By now, you probably realize that you need to use podcasts, blogs, and other new media to send out your message, but you may not realize that your customers will use them to talk back to you. Not only will customers comment on your blogs, but they will talk about you on their own blogs with other customers listening. And you might not like what they say. You might even need to respond. So we really have to listen to customers now. Marketing communication is shifting to marketing conversation. You might say MarCom becomes MarCon.
The point is that you no longer deliver a message—you start a conversation. And it’s not always a private conversation. Everything you say is just the starting point of where it will go in the new public discourse made possible by the Web.

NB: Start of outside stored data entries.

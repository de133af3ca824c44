//! General best-first search.
//!
//! The driver pops the cheapest node, goal-tests it, and otherwise expands it
//! and hands the children to the active [`Strategy`]. It runs to completion in
//! a single call.
//!
//! Key points:
//! - Children are filtered against the explored record only (states already
//!   goal-tested), so a state waiting in the frontier may be queued again.
//!   [`Dedup::Generated`] opts into the classical generated-set check.
//! - Without limits an unsolvable board searches until the reachable half of
//!   the state space is exhausted. [`SearchLimits`] bounds that.

use log::{debug, info, warn};
use rustc_hash::FxHashSet;

use crate::board::{apply_move, Direction, State};
use crate::frontier::{Frontier, Node};
use crate::problem::Problem;
use crate::strategy::Strategy;

/// Duplicate-state policy for generated children.
#[derive(Debug, Clone, Copy, PartialEq, Eq, Default)]
pub enum Dedup {
    /// Drop children that have already been goal-tested.
    #[default]
    Explored,
    /// Drop children that have ever been generated.
    Generated,
}

/// Budgets and dedup policy for one search run.
#[derive(Debug, Clone, PartialEq, Eq, Default)]
pub struct SearchLimits {
    /// Stop after this many goal tests.
    pub max_expansions: Option<usize>,
    /// Never queue children deeper than this path cost.
    pub max_depth: Option<u32>,
    pub dedup: Dedup,
}

impl SearchLimits {
    pub fn with_max_expansions(mut self, max_expansions: usize) -> Self {
        self.max_expansions = Some(max_expansions);
        self
    }

    pub fn with_max_depth(mut self, max_depth: u32) -> Self {
        self.max_depth = Some(max_depth);
        self
    }

    pub fn with_dedup(mut self, dedup: Dedup) -> Self {
        self.dedup = dedup;
        self
    }
}

/// Why a search stopped.
#[derive(Debug, Clone, PartialEq, Eq)]
pub enum Termination {
    GoalFound { state: State, path_cost: u32 },
    /// The frontier emptied with no goal found and nothing cut by a limit.
    FrontierExhausted,
    /// The frontier emptied, but children past `max_depth` were discarded.
    DepthLimitReached,
    ExpansionLimitReached,
}

/// Result of a search run, with statistics for every termination.
#[derive(Debug, Clone, PartialEq, Eq)]
pub struct SearchOutcome {
    pub strategy: Strategy,
    pub termination: Termination,
    /// Total goal tests performed (size of the explored record).
    pub nodes_expanded: usize,
    /// Largest frontier size observed.
    pub peak_frontier: usize,
}

impl SearchOutcome {
    pub fn is_goal_reached(&self) -> bool {
        matches!(self.termination, Termination::GoalFound { .. })
    }

    /// Path cost of the goal node, if one was found.
    pub fn path_cost(&self) -> Option<u32> {
        match &self.termination {
            Termination::GoalFound { path_cost, .. } => Some(*path_cost),
            _ => None,
        }
    }

    /// The goal state, if one was found.
    pub fn goal(&self) -> Option<&State> {
        match &self.termination {
            Termination::GoalFound { state, .. } => Some(state),
            _ => None,
        }
    }
}

/// Generates the legal, not-yet-explored children of `node`.
///
/// Directions are tried in [`Direction::ALL`] order. Each child has path cost
/// `g + 1` and heuristic 0; the strategy scores it later.
pub fn expand(node: &Node, problem: &Problem<'_>) -> Vec<Node> {
    let config = problem.config();
    Direction::ALL
        .iter()
        .filter_map(|&direction| apply_move(config, direction, &node.state))
        .filter(|child| !problem.is_explored(child))
        .map(|state| Node {
            priority: 0,
            heuristic: 0,
            path_cost: node.path_cost + 1,
            state,
        })
        .collect()
}

/// Runs best-first search from the problem's initial state.
pub fn general_search(
    problem: &mut Problem<'_>,
    strategy: Strategy,
    limits: &SearchLimits,
) -> SearchOutcome {
    let mut frontier = Frontier::new();
    let mut generated: FxHashSet<State> = FxHashSet::default();
    let mut depth_cut = false;

    if limits.dedup == Dedup::Generated {
        generated.insert(problem.initial_state().clone());
    }
    frontier.put(Node::root(problem.initial_state().clone()));

    let termination = loop {
        if let Some(max) = limits.max_expansions {
            if problem.expansion_count() >= max {
                warn!("expansion budget of {max} nodes spent without reaching the goal");
                break Termination::ExpansionLimitReached;
            }
        }

        let Some(node) = frontier.pop_min() else {
            break if depth_cut {
                Termination::DepthLimitReached
            } else {
                Termination::FrontierExhausted
            };
        };

        if node.path_cost > 0 || node.heuristic > 0 {
            debug!(
                "best state to expand has g(n) = {} and h(n) = {}: {:?}",
                node.path_cost,
                node.heuristic,
                node.state.tiles()
            );
        }

        if problem.goal_test(&node.state) {
            break Termination::GoalFound {
                path_cost: node.path_cost,
                state: node.state,
            };
        }

        let mut children = expand(&node, problem);
        if let Some(max_depth) = limits.max_depth {
            let before = children.len();
            children.retain(|child| child.path_cost <= max_depth);
            depth_cut |= children.len() < before;
        }
        if limits.dedup == Dedup::Generated {
            children.retain(|child| generated.insert(child.state.clone()));
        }

        strategy.enqueue(problem.config(), &mut frontier, children);
    };

    let outcome = SearchOutcome {
        strategy,
        termination,
        nodes_expanded: problem.expansion_count(),
        peak_frontier: frontier.peak(),
    };

    match outcome.path_cost() {
        Some(depth) => info!(
            "{strategy}: goal at depth {depth} after {} expansions (peak frontier {})",
            outcome.nodes_expanded, outcome.peak_frontier
        ),
        None => info!(
            "{strategy}: stopped with {:?} after {} expansions (peak frontier {})",
            outcome.termination, outcome.nodes_expanded, outcome.peak_frontier
        ),
    }

    outcome
}
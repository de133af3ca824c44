//! Interactive puzzle and algorithm selection.
//!
//! Reads from any `BufRead` and writes prompts to any `Write` so the dialogue
//! can be driven from tests.

use std::io::{BufRead, Write};

use anyhow::{bail, Context, Result};

use npuzzle::board::State;
use npuzzle::config::{PuzzleConfig, DEFAULT_PUZZLE};
use npuzzle::strategy::Strategy;

/// Reads one trimmed line, failing on end of input.
fn read_line(input: &mut impl BufRead) -> Result<String> {
    let mut line = String::new();
    let read = input.read_line(&mut line).context("failed to read input")?;
    if read == 0 {
        bail!("unexpected end of input");
    }
    Ok(line.trim().to_string())
}

/// The built-in puzzle, available only for the 8-puzzle.
pub fn default_puzzle(config: &PuzzleConfig) -> Result<State> {
    if config.cells() != DEFAULT_PUZZLE.len() {
        bail!(
            "the default puzzle is an 8-puzzle; use --tiles for a {}-puzzle",
            config.cells() - 1
        );
    }
    Ok(State::new(config, DEFAULT_PUZZLE.to_vec())?)
}

/// Asks for the default puzzle or a row-by-row custom one.
pub fn choose_puzzle(
    config: &PuzzleConfig,
    input: &mut impl BufRead,
    output: &mut impl Write,
) -> Result<State> {
    let tile_count = config.cells() - 1;
    writeln!(output, "Welcome to the {tile_count}-puzzle solver.")?;
    writeln!(
        output,
        "Type \"1\" to use a default puzzle, or \"2\" to enter your own puzzle."
    )?;
    output.flush()?;

    match read_line(input)?.as_str() {
        "1" => default_puzzle(config),
        "2" => {
            writeln!(output, "Enter elements for {tile_count} Puzzle.")?;
            writeln!(output, "NOTE: Use \"x\" for blank.\n")?;
            let mut rows = Vec::with_capacity(config.side());
            for row in 1..=config.side() {
                writeln!(output, "Enter elements for row {row}")?;
                output.flush()?;
                rows.push(read_line(input)?);
            }
            State::parse(config, &rows.join(" ")).context("invalid puzzle")
        }
        other => bail!("invalid choice {other:?}"),
    }
}

/// Asks which algorithm to run. Returns `None` for an unrecognised answer.
pub fn choose_strategy(
    input: &mut impl BufRead,
    output: &mut impl Write,
) -> Result<Option<Strategy>> {
    writeln!(output, "Enter your choice of algorithm:")?;
    for (number, strategy) in Strategy::ALL.iter().enumerate() {
        writeln!(output, "{}. {}", number + 1, strategy.description())?;
    }
    output.flush()?;

    let choice = read_line(input)?;
    Ok(match choice.as_str() {
        "1" => Some(Strategy::UniformCost),
        "2" => Some(Strategy::MisplacedTiles),
        "3" => Some(Strategy::Manhattan),
        _ => None,
    })
}
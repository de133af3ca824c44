//! Best-first frontier.
//!
//! A min-priority queue over search nodes keyed by `(priority, insertion order)`.
//! Equal priorities pop first-in first-out, so a run is fully reproducible.

use std::cmp::{Ordering, Reverse};
use std::collections::BinaryHeap;

use crate::board::State;

/// A search node.
#[derive(Debug, Clone, PartialEq, Eq)]
pub struct Node {
    /// Ordering key: `g` for uniform-cost, `g + h` for informed search.
    pub priority: u32,
    /// Heuristic estimate `h` (0 until a strategy fills it in).
    pub heuristic: u32,
    /// Moves from the initial state, `g`.
    pub path_cost: u32,
    pub state: State,
}

impl Node {
    /// The starting node: priority, heuristic and path cost all zero.
    pub fn root(state: State) -> Self {
        Self {
            priority: 0,
            heuristic: 0,
            path_cost: 0,
            state,
        }
    }
}

/// `BinaryHeap` is a max-heap, so the key is wrapped in `Reverse`.
#[derive(Debug)]
struct FrontierEntry {
    key: Reverse<(u32, u64)>,
    node: Node,
}

impl PartialEq for FrontierEntry {
    fn eq(&self, other: &Self) -> bool {
        self.key == other.key
    }
}

impl Eq for FrontierEntry {}

impl PartialOrd for FrontierEntry {
    fn partial_cmp(&self, other: &Self) -> Option<Ordering> {
        Some(self.cmp(other))
    }
}

impl Ord for FrontierEntry {
    fn cmp(&self, other: &Self) -> Ordering {
        self.key.cmp(&other.key)
    }
}

/// Priority queue of nodes awaiting goal test, tracking its peak size.
#[derive(Debug, Default)]
pub struct Frontier {
    heap: BinaryHeap<FrontierEntry>,
    next_sequence: u64,
    peak: usize,
}

impl Frontier {
    pub fn new() -> Self {
        Self::default()
    }

    /// Inserts a node and updates the peak size.
    pub fn put(&mut self, node: Node) {
        let sequence = self.next_sequence;
        self.next_sequence += 1;
        self.heap.push(FrontierEntry {
            key: Reverse((node.priority, sequence)),
            node,
        });
        self.peak = self.peak.max(self.heap.len());
    }

    /// Removes the lowest-priority node, oldest first among equals.
    ///
    /// Returns `None` once the frontier is exhausted.
    pub fn pop_min(&mut self) -> Option<Node> {
        self.heap.pop().map(|entry| entry.node)
    }

    #[inline]
    pub fn is_empty(&self) -> bool {
        self.heap.is_empty()
    }

    #[inline]
    pub fn len(&self) -> usize {
        self.heap.len()
    }

    /// Largest size the frontier has ever reached.
    #[inline]
    pub fn peak(&self) -> usize {
        self.peak
    }
}
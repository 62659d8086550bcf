//! [`Transport`] over a serial port.

use std::{
    io::{self, Read, Write},
    time::Duration,
};

use serialport::SerialPort;

use crate::{error::Result, transport::Transport};

/// Read timeout given to ports opened with [`open`]; a read that times out
/// simply reports no data.
pub const READ_TIMEOUT: Duration = Duration::from_millis(1);

impl Transport for dyn SerialPort {
    fn write(&mut self, data: &[u8]) -> Result<usize> {
        Ok(Write::write(self, data)?)
    }

    fn read(&mut self, buf: &mut [u8]) -> Result<usize> {
        match Read::read(self, buf) {
            Ok(n) => Ok(n),
            Err(e) if e.kind() == io::ErrorKind::TimedOut => Ok(0),
            Err(e) => Err(e.into()),
        }
    }
}

/// Opens `path` at `baud_rate` 8N1 without flow control.
pub fn open(path: &str, baud_rate: u32) -> Result<Box<dyn SerialPort>> {
    let port = serialport::new(path, baud_rate)
        .data_bits(serialport::DataBits::Eight)
        .flow_control(serialport::FlowControl::None)
        .parity(serialport::Parity::None)
        .stop_bits(serialport::StopBits::One)
        .timeout(READ_TIMEOUT)
        .open()
        .map_err(io::Error::from)?;
    Ok(port)
}
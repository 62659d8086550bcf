use std::io;

/// Errors reported by the transport core.
///
/// Framing and checksum problems seen while scanning the stream are recovered
/// internally by resynchronising and never show up here; only a caller-facing
/// outcome (nothing arrived in time, the receiver refused a request, a table
/// is full, ...) does.
#[derive(Debug, thiserror::Error)]
pub enum Error {
    /// Bad call-site arguments
    #[error("invalid parameter: {0}")]
    InvalidParameter(&'static str),

    /// A well-formed partial frame never completed within the available data/time
    #[error("timed out waiting for a complete message")]
    Timeout,

    /// No recognizable frame at all
    #[error("no message found")]
    NotFound,

    /// The receiver answered UBX-ACK-NAK for the request being waited on
    #[error("receiver rejected message class {class:#04x} id {id:#04x}")]
    Nack { class: u8, id: u8 },

    /// A read cursor or subscriber table is full
    #[error("no free {0} left")]
    ResourceExhausted(&'static str),

    #[error("out of memory")]
    NoMemory,

    /// The operation is not available on this transport
    #[error("operation not supported by this transport")]
    NotSupported,

    /// The caller's keep-going predicate asked to stop
    #[error("cancelled by caller")]
    Cancelled,

    /// A message is shorter than its decoder requires
    #[error("message too short, expect {expect} bytes, got {got}")]
    Truncated { expect: usize, got: usize },

    /// Neither the decoder table nor the fallback decoder handle this message
    #[error("no decoder available for this message")]
    NoDecoder,

    #[error("invalid checksum, expect {expect:#06x}, got {got:#06x}")]
    InvalidChecksum { expect: u16, got: u16 },

    #[error("transport I/O error: {0}")]
    Io(#[from] io::Error),
}

pub type Result<T> = core::result::Result<T, Error>;

#[derive(Debug, Clone, Copy, PartialEq, Eq, thiserror::Error)]
pub enum DateTimeError {
    #[error("invalid date")]
    InvalidDate,
    #[error("invalid time")]
    InvalidTime,
    #[error("invalid nanoseconds")]
    InvalidNanoseconds,
}
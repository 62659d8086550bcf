#[macro_use]
extern crate afl;

use ublox_transport::{classify::next_message, codec, MessageId, Protocols, RingBuffer};

const RING_CAPACITY: usize = 512;

/// Pushes `data` through the ring buffer in `chunk_size` writes, then checks
/// that an ACK-ACK appended after enough padding to close any partial
/// candidate is still recovered.
fn parse(chunk_size: usize, data: &[u8]) {
    let ring = RingBuffer::new(RING_CAPACITY, 1).unwrap();
    let handle = ring.take_read_handle().unwrap();
    let drain = |ring: &RingBuffer| {
        let mut ids = Vec::new();
        while let Some((id, frame_len, body_len)) = next_message(ring, &handle, Protocols::all()) {
            assert!(body_len < frame_len);
            assert!(frame_len <= RING_CAPACITY);
            ring.discard_handle(&handle, frame_len);
            ids.push(id);
        }
        ids
    };

    for chunk in data.chunks(chunk_size) {
        ring.write(chunk);
        drain(&ring);
    }
    ring.write(&[0; RING_CAPACITY]);
    drain(&ring);

    let ack_ack = [0xb5, 0x62, 0x5, 0x1, 0x2, 0x0, 0x4, 0x5, 0x11, 0x38];
    ring.write(&ack_ack);
    assert_eq!(drain(&ring), [MessageId::ubx(0x05, 0x01)]);

    // The frame scanner agrees with the classifier
    let mut body = [0; 2];
    let outcome = codec::decode(&ack_ack, &mut body);
    assert_eq!(outcome.consumed, ack_ack.len());
    assert_eq!(body, [0x04, 0x05]);
}

fn main() {
    fuzz!(|data: &[u8]| {
        if data.len() > 1 {
            let chunk_size = data[0] as usize;
            if chunk_size != 0 {
                parse(chunk_size, &data[1..]);
            }
        }
    });
}
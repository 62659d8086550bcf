use std::{
    io,
    sync::{Arc, Mutex, MutexGuard},
    thread,
    time::{Duration, Instant},
};

use log::{debug, trace};

use crate::{
    classify::next_message,
    codec,
    config::DeviceConfig,
    constants::{UBX_CLASS_ACK, UBX_HEADER_LEN, UBX_ID_ACK_ACK, UBX_ID_ACK_NAK},
    dispatch::{AsyncReceiver, MessageReader, SubscriberHandle},
    error::{Error, Result},
    message_id::{MessageId, Protocols, UbxMessageId},
    ring::{ReadHandle, RingBuffer},
    transport::Transport,
};

/// State shared between a [`Device`] and its asynchronous receive task.
pub(crate) struct Shared {
    pub(crate) config: DeviceConfig,
    pub(crate) ring: RingBuffer,
    transport: Mutex<Box<dyn Transport>>,
}

impl Shared {
    fn transport(&self) -> MutexGuard<'_, Box<dyn Transport>> {
        self.transport.lock().unwrap_or_else(|e| e.into_inner())
    }

    /// Moves pending transport bytes into the ring buffer, waiting at most `max_wait`.
    pub(crate) fn fill(&self, max_wait: Duration) -> Result<usize> {
        let max_wait = max_wait.min(self.config.fill_max_wait);
        self.ring.fill(
            |buf| self.transport().read(buf),
            self.config.fill_min_wait.min(max_wait),
            max_wait,
        )
    }
}

/// A message taken off the stream by a blocking receive.
#[derive(Debug, Clone, PartialEq, Eq)]
pub struct ReceivedMessage {
    pub id: MessageId,
    /// The whole frame, framing and checksum included.
    pub frame: Vec<u8>,
    pub body_len: usize,
}

impl ReceivedMessage {
    pub fn body(&self) -> &[u8] {
        let start = self.id.body_offset();
        self.frame.get(start..start + self.body_len).unwrap_or(&[])
    }
}

enum Scan<T> {
    Found(T),
    Nack { class: u8, id: u8 },
}

/// One connection to a receiver.
///
/// Owns the transport, the ring buffer both receive paths read from, the
/// cursor used by blocking receives and, while any subscriber exists, the
/// asynchronous receive task.
pub struct Device {
    shared: Arc<Shared>,
    receiver: Mutex<ReadHandle>,
    streaming: bool,
    async_rx: AsyncReceiver,
}

impl Device {
    pub fn new<T: Transport + 'static>(transport: T, config: DeviceConfig) -> Result<Self> {
        Self::from_boxed(Box::new(transport), config)
    }

    pub fn from_boxed(transport: Box<dyn Transport>, config: DeviceConfig) -> Result<Self> {
        config.validate()?;
        let ring = RingBuffer::with_fill_chunk(
            config.ring_capacity,
            config.max_read_handles,
            config.read_chunk,
        )?;
        let receiver = ring.take_read_handle()?;
        let streaming = transport.supports_streaming();
        let async_rx = AsyncReceiver::new(config.max_subscribers);
        debug!(
            "device opened, ring buffer {} bytes, streaming {streaming}",
            config.ring_capacity
        );
        Ok(Self {
            shared: Arc::new(Shared {
                config,
                ring,
                transport: Mutex::new(transport),
            }),
            receiver: Mutex::new(receiver),
            streaming,
            async_rx,
        })
    }

    pub fn config(&self) -> &DeviceConfig {
        &self.shared.config
    }

    fn ensure_streaming(&self) -> Result<()> {
        if self.streaming {
            Ok(())
        } else {
            Err(Error::NotSupported)
        }
    }

    fn receiver(&self) -> MutexGuard<'_, ReadHandle> {
        self.receiver.lock().unwrap_or_else(|e| e.into_inner())
    }

    /// Writes raw bytes to the transport, bypassing the ring buffer.
    pub fn send(&self, data: &[u8]) -> Result<usize> {
        let mut transport = self.shared.transport();
        let mut written = 0;
        while written < data.len() {
            match transport.write(&data[written..])? {
                0 => return Err(io::Error::from(io::ErrorKind::WriteZero).into()),
                n => written += n,
            }
        }
        Ok(written)
    }

    /// Encodes and sends one UBX message.
    pub fn send_ubx(&self, class: u8, id: u8, body: &[u8]) -> Result<usize> {
        let frame = codec::encode(class, id, body)?;
        trace!("sending UBX {class:#04x}/{id:#04x}, {} byte body", body.len());
        self.send(&frame)
    }

    /// Sends a UBX poll or request and waits for the message of the same class
    /// and id that answers it.
    ///
    /// Buffered data is flushed first, so a message that arrived before the
    /// request was sent cannot be mistaken for the answer.
    pub fn send_receive_ubx(
        &self,
        class: u8,
        id: u8,
        body: &[u8],
        timeout: Duration,
    ) -> Result<ReceivedMessage> {
        self.flush(false);
        self.send_ubx(class, id, body)?;
        self.receive(&MessageId::ubx(class, id), timeout)
    }

    /// Sends a UBX command and waits for the UBX-ACK-ACK or UBX-ACK-NAK
    /// referencing it. A NAK is reported as [`Error::Nack`].
    pub fn send_ubx_with_ack(&self, class: u8, id: u8, body: &[u8], timeout: Duration) -> Result<()> {
        self.flush(false);
        self.send_ubx(class, id, body)?;

        let start = Instant::now();
        let ack = MessageId::Ubx(UbxMessageId::class(UBX_CLASS_ACK));
        loop {
            let remaining = timeout.saturating_sub(start.elapsed());
            let msg = self.receive(&ack, remaining)?;
            if msg.body() != [class, id] {
                trace!("ignoring acknowledgement for another message");
                continue;
            }
            return match msg.id.concrete_ubx() {
                Some((_, UBX_ID_ACK_ACK)) => Ok(()),
                Some((_, UBX_ID_ACK_NAK)) => {
                    debug!("UBX {class:#04x}/{id:#04x} not acknowledged");
                    Err(Error::Nack { class, id })
                },
                _ => continue,
            };
        }
    }

    /// Waits up to `timeout` for a message matching `wanted` and returns it.
    pub fn receive(&self, wanted: &MessageId, timeout: Duration) -> Result<ReceivedMessage> {
        self.receive_with(wanted, timeout, || true)
    }

    /// As [`Device::receive`], calling `keep_going` once per poll; returning
    /// `false` abandons the receive with [`Error::Cancelled`].
    pub fn receive_with<F>(
        &self,
        wanted: &MessageId,
        timeout: Duration,
        keep_going: F,
    ) -> Result<ReceivedMessage>
    where
        F: FnMut() -> bool,
    {
        self.receive_frame(wanted, timeout, keep_going, |ring, handle, id, frame_len, body_len| {
            let mut frame = Vec::new();
            frame
                .try_reserve_exact(frame_len)
                .map_err(|_| Error::NoMemory)?;
            frame.resize(frame_len, 0);
            ring.read_handle(handle, &mut frame);
            Ok(ReceivedMessage {
                id,
                frame,
                body_len,
            })
        })
    }

    /// Copies as much of the next frame matching `wanted` as fits into `dest`
    /// and returns its body length. The whole frame is consumed either way.
    pub fn receive_into<F>(
        &self,
        wanted: &MessageId,
        dest: &mut [u8],
        timeout: Duration,
        keep_going: F,
    ) -> Result<usize>
    where
        F: FnMut() -> bool,
    {
        self.receive_frame(wanted, timeout, keep_going, |ring, handle, _, frame_len, body_len| {
            let dest_len = dest.len();
            let copied = ring.read_handle(handle, &mut dest[..frame_len.min(dest_len)]);
            ring.discard_handle(handle, frame_len - copied);
            Ok(body_len)
        })
    }

    fn receive_frame<F, T, G>(
        &self,
        wanted: &MessageId,
        timeout: Duration,
        mut keep_going: F,
        mut take: G,
    ) -> Result<T>
    where
        F: FnMut() -> bool,
        G: FnMut(&RingBuffer, &ReadHandle, MessageId, usize, usize) -> Result<T>,
    {
        self.ensure_streaming()?;
        let handle = self.receiver();
        let ring = &self.shared.ring;
        let nack_for = wanted.concrete_ubx();
        let protocols = wanted.protocols();

        let start = Instant::now();
        loop {
            if !keep_going() {
                return Err(Error::Cancelled);
            }
            let remaining = timeout.saturating_sub(start.elapsed());
            self.shared.fill(remaining)?;

            ring.lock_read_handle(&handle);
            let scan = Self::scan(ring, &handle, wanted, protocols, nack_for, &mut take);
            ring.unlock_read_handle(&handle);
            match scan {
                Some(Scan::Found(found)) => return found,
                Some(Scan::Nack { class, id }) => {
                    debug!("UBX {class:#04x}/{id:#04x} not acknowledged");
                    return Err(Error::Nack { class, id });
                },
                None => {},
            }

            let elapsed = start.elapsed();
            if elapsed >= timeout {
                return Err(Error::Timeout);
            }
            thread::sleep(self.shared.config.poll_interval.min(timeout - elapsed));
        }
    }

    /// Consumes messages until one matching `wanted` (handed to `take`) or a
    /// NAK for `nack_for` is found; `None` when the buffered data runs out.
    fn scan<T, G>(
        ring: &RingBuffer,
        handle: &ReadHandle,
        wanted: &MessageId,
        protocols: Protocols,
        nack_for: Option<(u8, u8)>,
        take: &mut G,
    ) -> Option<Scan<Result<T>>>
    where
        G: FnMut(&RingBuffer, &ReadHandle, MessageId, usize, usize) -> Result<T>,
    {
        while let Some((id, frame_len, body_len)) = next_message(ring, handle, protocols) {
            if wanted.is_wanted(&id) {
                return Some(Scan::Found(take(ring, handle, id, frame_len, body_len)));
            }
            if let Some((class, msg_id)) = nack_for {
                if id == MessageId::ubx(UBX_CLASS_ACK, UBX_ID_ACK_NAK) && body_len >= 2 {
                    let mut referenced = [0; 2];
                    ring.peek_handle(handle, &mut referenced, UBX_HEADER_LEN);
                    if referenced == [class, msg_id] {
                        ring.discard_handle(handle, frame_len);
                        return Some(Scan::Nack { class, id: msg_id });
                    }
                }
            }
            trace!("skipping unwanted {id}");
            ring.discard_handle(handle, frame_len);
        }
        None
    }

    /// Discards everything buffered for blocking receives and, if
    /// `also_async` is set, for the asynchronous receive task too.
    ///
    /// Returns the number of bytes discarded from the blocking cursor.
    pub fn flush(&self, also_async: bool) -> usize {
        let handle = self.receiver();
        let flushed = self.shared.ring.flush_handle(&handle);
        if also_async {
            // Only what is buffered now; later data still reaches subscribers
            self.async_rx
                .request_flush_to(self.shared.ring.total_written());
        }
        trace!("flushed {flushed} byte(s)");
        flushed
    }

    /// Registers `callback` for every message matching `wanted`, starting the
    /// asynchronous receive task if it is not running yet.
    ///
    /// Callbacks run on the receive task, most recently registered first.
    /// A callback must not call back into this device; everything it needs
    /// is reachable through the [`MessageReader`] it is given.
    pub fn receive_start<F>(&self, wanted: MessageId, callback: F) -> Result<SubscriberHandle>
    where
        F: FnMut(&MessageId, Result<usize>, &mut MessageReader<'_>) + Send + 'static,
    {
        self.ensure_streaming()?;
        self.async_rx
            .start(&self.shared, wanted, Box::new(callback))
    }

    /// Removes one subscriber; the receive task stops with the last one.
    pub fn receive_stop(&self, handle: SubscriberHandle) -> Result<()> {
        self.async_rx.stop(handle)
    }

    /// Removes every subscriber and stops the receive task.
    pub fn receive_stop_all(&self) {
        self.async_rx.stop_all();
    }

    pub fn is_receiving_async(&self) -> bool {
        self.async_rx.is_running()
    }

    /// Bytes overwritten before a blocking receive could look at them.
    pub fn stat_read_loss(&self) -> usize {
        self.shared.ring.stat_read_loss_handle(&self.receiver())
    }

    /// Bytes dropped on input because a cursor was busy.
    pub fn stat_add_loss(&self) -> usize {
        self.shared.ring.stat_add_loss()
    }
}

impl Drop for Device {
    fn drop(&mut self) {
        self.async_rx.stop_all();
    }
}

Sometimes the conversations are public; sometimes they are private. That used to delineate the difference between sales and marketing, but no more. The stark lines between sales and marketing disappear on the Web.
If you want a preview about how this new marketing conversation might evolve, check out one of the “rat-a-base” sites such as DontDateHimGirl.com, where you can see names and even pictures of men that women are warning other women about. In a world where alleged bad behavior in something as private as dating is plastered all over the Internet, you shouldn’t have any expectations that your marketing message will go uncommented upon. Our customers are changing. They expect to comment on what companies say and do and the Web lets them do it.
And you must be willing to adjust what you are doing at every moment. You need to be willing to change your message if it’s not working. You must take responsibility for errors your company makes and make sure they are corrected. Your response to one customer may be seen by all your customers. So you must listen with new ears and take action, if you want to appear responsive.
In the old days, public relations people handled these public discussions. Large companies needed to worry about negative publicity, but small companies were never interesting enough to be noticed by the media. With the Web, no company is so small that they can fly under the radar.
Your customers (or your competitors) can use the Web to give you whatever good or bad publicity they desire. So, if your restaurant was cited for health violations or your products are assembled by child labor in a third world country, you’ll have to defend that. If someone took offense at one of your ads, you’ll have to respond. Even if you are a very small company, someone will blog about the issue in front of your other customers and you will be on the spot. Everything you say and do is public.
So, if you prefer to control the marketing message, you may be in for some disappointment. No one can control a conversation—you can control what you say, but not what your customers say. And honestly, when you have a dozen bloggers in your company, it’s hard to impose traditional message control on even your part of the conversation. Can you strive to be relevant? Yes. Authentic? Definitely. Responsive? Absolutely. But can you exert control? Probably not.